Für die hohe Zahl an Folgefällen wurde vor allem die Weiterarbeit in kontaktintensiven Berufen trotz Erkältungs- und Fiebersymptomatik verantwortlich gemacht. Als sehr effektiv erwies sich die Schulschließung.

Kommentar der korrespondierenden Referenten

COVID-19-Ausbrüche bei Festen und Veranstaltungen sind inzwischen vielfach beschrieben. Die hier vorgelegte Analyse nimmt jedoch dadurch eine Sonderstellung ein, dass ein ungewöhnlich hoher Anteil der Gesamtfälle durch sekundäre und tertiäre SARS-CoV-2-Übertragungen zustande kam. In einem zusammenfassenden Bericht über die erste Phase der Epidemie in China wurde beispielsweise dargestellt, dass sich von 686 Haushaltskontaktpersonen von Infizierten nur 77 ansteckten (11,2 %), von Kontaktpersonen auf Reisen 18/318 (5,7 %) und bei gemeinsamen Mahlzeiten nur 61/707 (8,6 %). Insgesamt lag die Übertragungsrate bei einmaligen Kontakten bei 0,4 % und bei Kontakten von mittlerer Dauer bei 3,0 % [2].

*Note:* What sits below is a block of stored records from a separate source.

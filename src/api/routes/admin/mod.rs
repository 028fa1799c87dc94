pub mod db;
pub mod public;
mod router;

pub use router::router;
use std::sync::{Arc, RwLock};

use anyhow::Result;
use axum::Router;
use http::{HeaderName, HeaderValue, Method, header};
use tower_http::cors::{Any, CorsLayer};
use tower_http::set_header::SetResponseHeaderLayer;
use tower_http::trace::TraceLayer;
use tracing_subscriber::{layer::SubscriberExt, util::SubscriberInitExt};

use super::routes;
use crate::api::state::AppState;
use crate::core::{
    AppConfig,
    db::{async_db, initialize_db},
};

/// Request headers browsers may send cross-origin. Matches what the
/// hosted client library attaches to every call.
const ALLOWED_HEADERS: [HeaderName; 5] = [
    header::AUTHORIZATION,
    header::CONTENT_TYPE,
    HeaderName::from_static("x-client-info"),
    HeaderName::from_static("apikey"),
    HeaderName::from_static("x-admin-token"),
];

// `CorsLayer` only lists allowed headers on pre-flight responses but
// browsers are told them on every response
const ALLOWED_HEADERS_VALUE: &str =
    "authorization, content-type, x-client-info, apikey, x-admin-token";

pub fn app(shared_state: Arc<RwLock<AppState>>) -> Router {
    let cors = CorsLayer::new()
        .allow_origin(Any)
        .allow_methods([
            Method::GET,
            Method::POST,
            Method::PUT,
            Method::DELETE,
            Method::OPTIONS,
        ])
        .allow_headers(ALLOWED_HEADERS);

    Router::new()
        .nest("/api", routes::router())
        .layer(TraceLayer::new_for_http())
        .layer(SetResponseHeaderLayer::if_not_present(
            header::ACCESS_CONTROL_ALLOW_HEADERS,
            HeaderValue::from_static(ALLOWED_HEADERS_VALUE),
        ))
        .layer(cors)
        .with_state(Arc::clone(&shared_state))
}

// Run the server
pub async fn serve(host: String, port: String, config: AppConfig) -> Result<()> {
    tracing_subscriber::registry()
        .with(
            tracing_subscriber::EnvFilter::try_from_default_env().unwrap_or_else(|_| {
                // axum logs rejections from built-in extractors with the `axum::rejection`
                // target, at `TRACE` level. `axum::rejection=trace` enables showing those events
                format! {
                    "{}=debug,tower_http=debug,axum::rejection=trace",
                    env!("CARGO_CRATE_NAME")
                }
                .into()
            }),
        )
        .with(tracing_subscriber::fmt::layer())
        .init();

    if config.llm_api_key.is_none() {
        tracing::warn!("FOLIO_LLM_API_KEY is not set, chat requests will fail");
    }
    if config.email_api_key.is_none() {
        tracing::warn!("FOLIO_EMAIL_API_KEY is not set, contact requests will fail");
    }

    let db = async_db(&config.db_path).await?;
    db.call(|conn| {
        initialize_db(conn)?;
        Ok(())
    })
    .await?;

    let app_state = AppState::new(db, config);
    let shared_state = Arc::new(RwLock::new(app_state));
    let app = app(Arc::clone(&shared_state));

    let listener = tokio::net::TcpListener::bind(format!("{}:{}", host, port)).await?;

    tracing::debug!("Server started. Listening on {}", listener.local_addr()?);

    axum::serve(listener, app).await?;

    Ok(())
}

Im Vergleich dazu übertraf die Anzahl sekundärer und tertiärer Fälle in dem hier beschriebenen Ausbruch die Zahl der primär Betroffenen um den Faktor 2,7 bzw. 2,1. Dieses ungewöhnliche Ausbreitungsmuster dürfte vor allem dadurch entstanden sein, dass erkrankte Hochzeitsgäste oder deren Kontaktpersonen in ihren - überdies sehr kontaktintensiven - Berufen trotz auftretender Erkältungssymptome weiterarbeiteten. Ursächlich mag die in den USA eingeschränkte Möglichkeit zur krankheitsbedingten Abwesenheit („sick leave“) im Angestelltenverhältnis dazu beigetragen haben. In der Frühphase von Arbeitsverhältnissen werden krankheitsbedingte Abwesenheitstage in den USA häufig vom Jahresurlaub abgezogen. Erst nach jahrelanger Zugehörigkeit zu einem Betrieb oder Unternehmen erwirbt man ein Anrecht auf eine mehrwöchige Lohnfortzahlung im Krankheitsfall.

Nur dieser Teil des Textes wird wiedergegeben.